Microsurgery is a particularly high-risk, high-stakes specialty with little margin for error and training of microsurgeons to ensure the highest quality of care and to minimize patient safety concerns may be of vital importance. Consequently, demonstration of measurable performance is important in order to evaluate skill acquisition and apply targeted feedback to improve training.
An ideal microsurgery assessment tool should be able to deconstruct all the subskills of microsurgery, to assess them objectively and reliably, and to show a good correlation between this assessment and outcome.
In this project, we will focus on:
- Visuo-spatial ability, which relates to the capacity to understand and remember the spatial relations among objects or space. This ability is required in vessel-wall dissection, suture-placement, and knot-tightening. The placement and spacing of sutures require visuo-spatial awareness to avoid catching the back-wall and suture entanglement. Lastly, knot-tying and knot-tightening under the microscope is also done under vision rather than by feel.
- Dexterity, which is the basic prerequisite for a microsurgical procedure and it relates to hand steadiness, flow of movements, finesse of surgery, instrument handling and tissue handling. Steadiness, i.e. absence of tremor, is a prerequisite to handle micro-instruments comfortably. Dexterous tissue handling is of importance to minimize tissue damage, which translates to a reduced risk of vessel thrombosis
Microsurgical model and skills assessments
The participants will perform end-to-end anastomosis of chicken wing arteries using standardized microsurgical instruments and 9-0 monofilament sutures under microscopes. Each anastomosis will be assessed by two experts blinded to the participant’s identity.
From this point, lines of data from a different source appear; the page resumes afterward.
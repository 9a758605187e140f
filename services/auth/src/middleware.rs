//! Middleware for JWT token validation and authentication

use axum::{
    body::Body,
    extract::State,
    http::{Request, header::AUTHORIZATION},
    middleware::Next,
    response::Response,
};
use common::{
    jwt::{Claims, bearer_token},
    models::User,
};
use tracing::error;

use crate::{error::AuthError, state::AppState};

/// Validate the bearer token and make its claims available to handlers
pub async fn auth_middleware(
    State(state): State<AppState>,
    mut req: Request<Body>,
    next: Next,
) -> Result<Response, AuthError> {
    let token = req
        .headers()
        .get(AUTHORIZATION)
        .and_then(|header| header.to_str().ok())
        .and_then(bearer_token)
        .ok_or_else(|| AuthError::Unauthorized("Token no proporcionado".to_string()))?;

    let claims = authenticate(&state, token).await?;
    require_active(state.user_repository.find_by_id(claims.sub).await?)?;

    req.extensions_mut().insert(claims);

    Ok(next.run(req).await)
}

/// A valid token only grants access while its account is still active
pub fn require_active(usuario: Option<User>) -> Result<User, AuthError> {
    usuario.filter(|u| u.activo).ok_or_else(AuthError::invalid_token)
}

/// Check signature, expiry and the revocation list for a raw token
pub async fn authenticate(state: &AppState, token: &str) -> Result<Claims, AuthError> {
    let claims = state.jwt_service.validate(token).map_err(|e| {
        error!("Failed to validate token: {}", e);
        AuthError::invalid_token()
    })?;

    let revoked = state
        .revocations
        .is_revoked(claims.jti)
        .await
        .map_err(|e| {
            error!("Failed to check token revocation: {}", e);
            AuthError::InternalServerError
        })?;

    if revoked {
        return Err(AuthError::invalid_token());
    }

    Ok(claims)
}
//! User model and related functionality

use chrono::{DateTime, NaiveDate, Utc};
use serde::{Deserialize, Serialize};
use std::{fmt, str::FromStr};
use uuid::Uuid;

/// Account role, serialized as the lowercase `perfil` values
#[derive(Debug, Clone, Copy, PartialEq, Eq, Serialize, Deserialize, Default)]
#[serde(rename_all = "lowercase")]
pub enum Role {
    #[default]
    Usuario,
    Administrador,
}

impl Role {
    pub fn as_str(&self) -> &'static str {
        match self {
            Role::Usuario => "usuario",
            Role::Administrador => "administrador",
        }
    }

    pub fn is_admin(&self) -> bool {
        matches!(self, Role::Administrador)
    }
}

impl fmt::Display for Role {
    fn fmt(&self, f: &mut fmt::Formatter<'_>) -> fmt::Result {
        f.write_str(self.as_str())
    }
}

impl FromStr for Role {
    type Err = String;

    fn from_str(s: &str) -> Result<Self, Self::Err> {
        match s {
            "usuario" => Ok(Role::Usuario),
            "administrador" => Ok(Role::Administrador),
            other => Err(format!("Unknown role: {}", other)),
        }
    }
}

/// User entity
#[derive(Debug, Clone, Serialize)]
#[serde(rename_all = "camelCase")]
pub struct User {
    pub id: Uuid,
    pub nombre: String,
    pub apellido: String,
    pub email: String,
    pub nombre_usuario: String,
    #[serde(skip_serializing)]
    pub password_hash: String,
    pub fecha_nacimiento: NaiveDate,
    pub imagen_perfil: Option<String>,
    pub perfil: Role,
    pub activo: bool,
    pub fecha_registro: DateTime<Utc>,
}

impl User {
    pub fn is_admin(&self) -> bool {
        self.perfil.is_admin()
    }
}

/// New user creation payload
#[derive(Debug, Clone, Deserialize)]
#[serde(rename_all = "camelCase")]
pub struct NewUser {
    pub nombre: String,
    pub apellido: String,
    pub email: String,
    pub nombre_usuario: String,
    pub password: String,
    pub fecha_nacimiento: NaiveDate,
    #[serde(default)]
    pub imagen_perfil: Option<String>,
    /// Only honoured on the admin creation path
    #[serde(default)]
    pub perfil: Option<Role>,
}

impl NewUser {
    /// Trim names and lowercase the email before validation and storage
    pub fn normalized(mut self) -> Self {
        self.nombre = self.nombre.trim().to_string();
        self.apellido = self.apellido.trim().to_string();
        self.email = self.email.trim().to_lowercase();
        self.nombre_usuario = self.nombre_usuario.trim().to_string();
        self.imagen_perfil = self
            .imagen_perfil
            .map(|url| url.trim().to_string())
            .filter(|url| !url.is_empty());
        self
    }
}

/// User update payload
#[derive(Debug, Clone, Deserialize, Default)]
#[serde(rename_all = "camelCase")]
pub struct UpdateUser {
    pub nombre: Option<String>,
    pub apellido: Option<String>,
    pub email: Option<String>,
    pub nombre_usuario: Option<String>,
    pub fecha_nacimiento: Option<NaiveDate>,
    pub imagen_perfil: Option<String>,
    pub perfil: Option<Role>,
}

impl UpdateUser {
    pub fn normalized(mut self) -> Self {
        self.nombre = self.nombre.map(|s| s.trim().to_string());
        self.apellido = self.apellido.map(|s| s.trim().to_string());
        self.email = self.email.map(|s| s.trim().to_lowercase());
        self.nombre_usuario = self.nombre_usuario.map(|s| s.trim().to_string());
        self
    }
}

/// User login credentials
#[derive(Debug, Clone, Deserialize)]
#[serde(rename_all = "camelCase")]
pub struct LoginCredentials {
    pub email_or_username: String,
    pub password: String,
}
//! JWT service for token generation and validation
//!
//! Tokens are signed with HS256 using a shared secret so both services can
//! verify them. The payload mirrors what the web client decodes for display:
//! `sub`, `email`, `nombreUsuario`, `perfil` and optionally `imagenPerfil`.

use anyhow::Result;
use chrono::Utc;
use jsonwebtoken::{Algorithm, DecodingKey, EncodingKey, Header, Validation, decode, encode};
use serde::{Deserialize, Serialize};
use uuid::Uuid;

use crate::models::{Role, User};

/// JWT configuration
#[derive(Debug, Clone)]
pub struct JwtConfig {
    /// Shared HMAC secret
    pub secret: String,
    /// Token lifetime in seconds (default: 1 hour)
    pub expiry: u64,
}

impl JwtConfig {
    /// Create a new JwtConfig from environment variables
    ///
    /// # Environment Variables
    /// - `JWT_SECRET`: HMAC secret used to sign and verify tokens
    /// - `JWT_EXPIRY`: Token lifetime in seconds (default: 3600)
    pub fn from_env() -> Result<Self> {
        let secret = std::env::var("JWT_SECRET")
            .map_err(|_| anyhow::anyhow!("JWT_SECRET environment variable not set"))?;

        if secret.len() < 16 {
            anyhow::bail!("JWT_SECRET must be at least 16 bytes long");
        }

        let expiry = std::env::var("JWT_EXPIRY")
            .ok()
            .and_then(|s| s.parse().ok())
            .unwrap_or(3600);

        Ok(JwtConfig { secret, expiry })
    }
}

/// JWT claims structure
#[derive(Debug, Clone, Serialize, Deserialize, PartialEq)]
#[serde(rename_all = "camelCase")]
pub struct Claims {
    /// User ID
    pub sub: Uuid,
    pub email: String,
    pub nombre_usuario: String,
    pub perfil: Role,
    #[serde(default, skip_serializing_if = "Option::is_none")]
    pub imagen_perfil: Option<String>,
    /// Token id, used by the revocation list
    pub jti: Uuid,
    /// Issued at time
    pub iat: u64,
    /// Expiration time
    pub exp: u64,
}

impl Claims {
    /// Seconds until expiry, zero once expired
    pub fn remaining_lifetime(&self) -> u64 {
        self.exp.saturating_sub(now())
    }
}

/// A freshly signed token together with the claims it carries
#[derive(Debug, Clone)]
pub struct IssuedToken {
    pub token: String,
    pub claims: Claims,
}

fn now() -> u64 {
    Utc::now().timestamp().max(0) as u64
}

/// JWT service
#[derive(Clone)]
pub struct JwtService {
    encoding_key: EncodingKey,
    decoding_key: DecodingKey,
    validation: Validation,
    config: JwtConfig,
}

impl JwtService {
    /// Initialize a new JWT service
    pub fn new(config: JwtConfig) -> Self {
        let encoding_key = EncodingKey::from_secret(config.secret.as_bytes());
        let decoding_key = DecodingKey::from_secret(config.secret.as_bytes());
        let mut validation = Validation::new(Algorithm::HS256);
        validation.validate_exp = true;
        validation.leeway = 0;

        JwtService {
            encoding_key,
            decoding_key,
            validation,
            config,
        }
    }

    /// Issue an access token for a user
    pub fn issue(&self, user: &User) -> Result<IssuedToken> {
        let iat = now();
        let claims = Claims {
            sub: user.id,
            email: user.email.clone(),
            nombre_usuario: user.nombre_usuario.clone(),
            perfil: user.perfil,
            imagen_perfil: user.imagen_perfil.clone(),
            jti: Uuid::new_v4(),
            iat,
            exp: iat + self.config.expiry,
        };

        let token = encode(&Header::new(Algorithm::HS256), &claims, &self.encoding_key)?;
        Ok(IssuedToken { token, claims })
    }

    /// Validate a token's signature and expiry and return its claims
    pub fn validate(&self, token: &str) -> Result<Claims> {
        let token_data = decode::<Claims>(token, &self.decoding_key, &self.validation)?;
        Ok(token_data.claims)
    }

    /// Token lifetime in seconds
    pub fn expiry(&self) -> u64 {
        self.config.expiry
    }
}

/// Extract the token from an `Authorization: Bearer <token>` header value
pub fn bearer_token(header_value: &str) -> Option<&str> {
    header_value
        .strip_prefix("Bearer ")
        .map(str::trim)
        .filter(|token| !token.is_empty())
}

#[cfg(test)]
mod tests {
    use super::*;
    use chrono::NaiveDate;

    fn service() -> JwtService {
        JwtService::new(JwtConfig {
            secret: "a-test-secret-that-is-long-enough".into(),
            expiry: 900,
        })
    }

    fn user(perfil: Role) -> User {
        User {
            id: Uuid::new_v4(),
            nombre: "Ana".into(),
            apellido: "Gómez".into(),
            email: "ana@example.com".into(),
            nombre_usuario: "ana".into(),
            password_hash: String::new(),
            fecha_nacimiento: NaiveDate::from_ymd_opt(1990, 1, 1).unwrap(),
            imagen_perfil: Some("https://cdn.example.com/ana.png".into()),
            perfil,
            activo: true,
            fecha_registro: Utc::now(),
        }
    }

    #[test]
    fn issued_token_validates_with_expected_payload() {
        let jwt = service();
        let admin = user(Role::Administrador);

        let issued = jwt.issue(&admin).unwrap();
        let claims = jwt.validate(&issued.token).unwrap();

        assert_eq!(claims, issued.claims);
        assert_eq!(claims.sub, admin.id);
        assert_eq!(claims.nombre_usuario, "ana");
        assert_eq!(claims.perfil, Role::Administrador);
        assert_eq!(claims.exp - claims.iat, 900);
    }

    #[test]
    fn payload_uses_client_field_names() {
        let jwt = service();
        let issued = jwt.issue(&user(Role::Usuario)).unwrap();
        let json = serde_json::to_value(&issued.claims).unwrap();

        assert!(json.get("nombreUsuario").is_some());
        assert!(json.get("imagenPerfil").is_some());
        assert_eq!(json["perfil"], "usuario");
    }

    #[test]
    fn token_signed_with_other_secret_is_rejected() {
        let other = JwtService::new(JwtConfig {
            secret: "another-secret-also-long-enough".into(),
            expiry: 900,
        });
        let issued = other.issue(&user(Role::Usuario)).unwrap();
        assert!(service().validate(&issued.token).is_err());
    }

    #[test]
    fn expired_token_is_rejected() {
        let jwt = service();
        let mut claims = jwt.issue(&user(Role::Usuario)).unwrap().claims;
        claims.iat = now() - 7200;
        claims.exp = now() - 3600;

        let token = encode(
            &Header::new(Algorithm::HS256),
            &claims,
            &EncodingKey::from_secret(b"a-test-secret-that-is-long-enough"),
        )
        .unwrap();

        assert!(jwt.validate(&token).is_err());
        assert_eq!(claims.remaining_lifetime(), 0);
    }

    #[test]
    fn token_expired_seconds_ago_is_rejected() {
        let jwt = service();
        let mut claims = jwt.issue(&user(Role::Usuario)).unwrap().claims;
        claims.exp = now() - 10;

        let token = encode(
            &Header::new(Algorithm::HS256),
            &claims,
            &EncodingKey::from_secret(b"a-test-secret-that-is-long-enough"),
        )
        .unwrap();

        assert_eq!(claims.remaining_lifetime(), 0);
        assert!(jwt.validate(&token).is_err());
    }

    #[test]
    fn bearer_prefix_is_required() {
        assert_eq!(bearer_token("Bearer abc.def"), Some("abc.def"));
        assert_eq!(bearer_token("Basic abc"), None);
        assert_eq!(bearer_token("Bearer   "), None);
    }
}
During the procedure, we will use the subjective Stanford Microsurgery and Resident Training (SMART) scale to evaluate dexterity. It was created by microsurgical experts based on factors deemed important for technical performance and grades performance on a Likert scale from 1 to 5 of the following factors: instrument handling, tissue handling, suture handling, suturing technique, efficiency, quality of knot, operation flow, final product and overall performance.
Upon completion, each anastomosis will be cut longitudinally to view the intimal side and we will use the subjective ALI score to evaluate visuo-spatial ability. By opening the vessel at the end of the procedure and examining the regularity and structural architecture of the end product, Ghanem et al. were able to assess microsurgical skill through the identification of 10 errors that would lead to anastomotic failure such as leaking or thrombosis. Based on these 10 errors, an Anastomosis Lapse Index (ALI) was created and a pictorial representation of each error and a simple index to refer to the level of competency achieved was presented.
Recording of motion, force and EMG activity
The participants will use microsurgical instruments with motion sensors and wear force sensors and muscle activity sensors. To study motion, we will use a high-resolution set of cameras tracking small markers mounted on the surgeons’ wrists and surgical tools.
We here opt to use Optitrack which offers high resolution tracking (360 frames per seconds and millimetric accuracy). We will use indirect information on the force produced by the surgeons like measurements of muscle contraction (by EMG) and the pressure applied on the tools. We hence seek to derive variations of forces generated during the surgical procedure.
The recording setup includes: an external RGBD camera which provided depth and color frames at 30Hz, used to segment manually the operation phases, an Optitrack set of cameras with markers, used to track precisely motion of hands and tools, EMG sensors on both arms (8 channels recorded at 1000Hz) and TPS fingertip pressure sensors, placed alongside the thumb, index and middle fingers.
The study will be conducted in three steps, as delineated in the work plan below.
The first milestone will be devoted to conducting the first batch of recordings (motion, force and EMG activity) and to establish the data analysis for extraction of the features such as time, steadiness, fluidity, needle handling, learning curve.
The second milestone will be devoted to the analysis of the data in view of determining factors that best explain differences in skill between novices and experts and to define learning curves. A second batch of recordings will be conducted to add to the statistics of the first step.
The third milestone will be devoted to test our findings against the hypotheses, validate the prediction model and learning curves, and to publish scientific articles.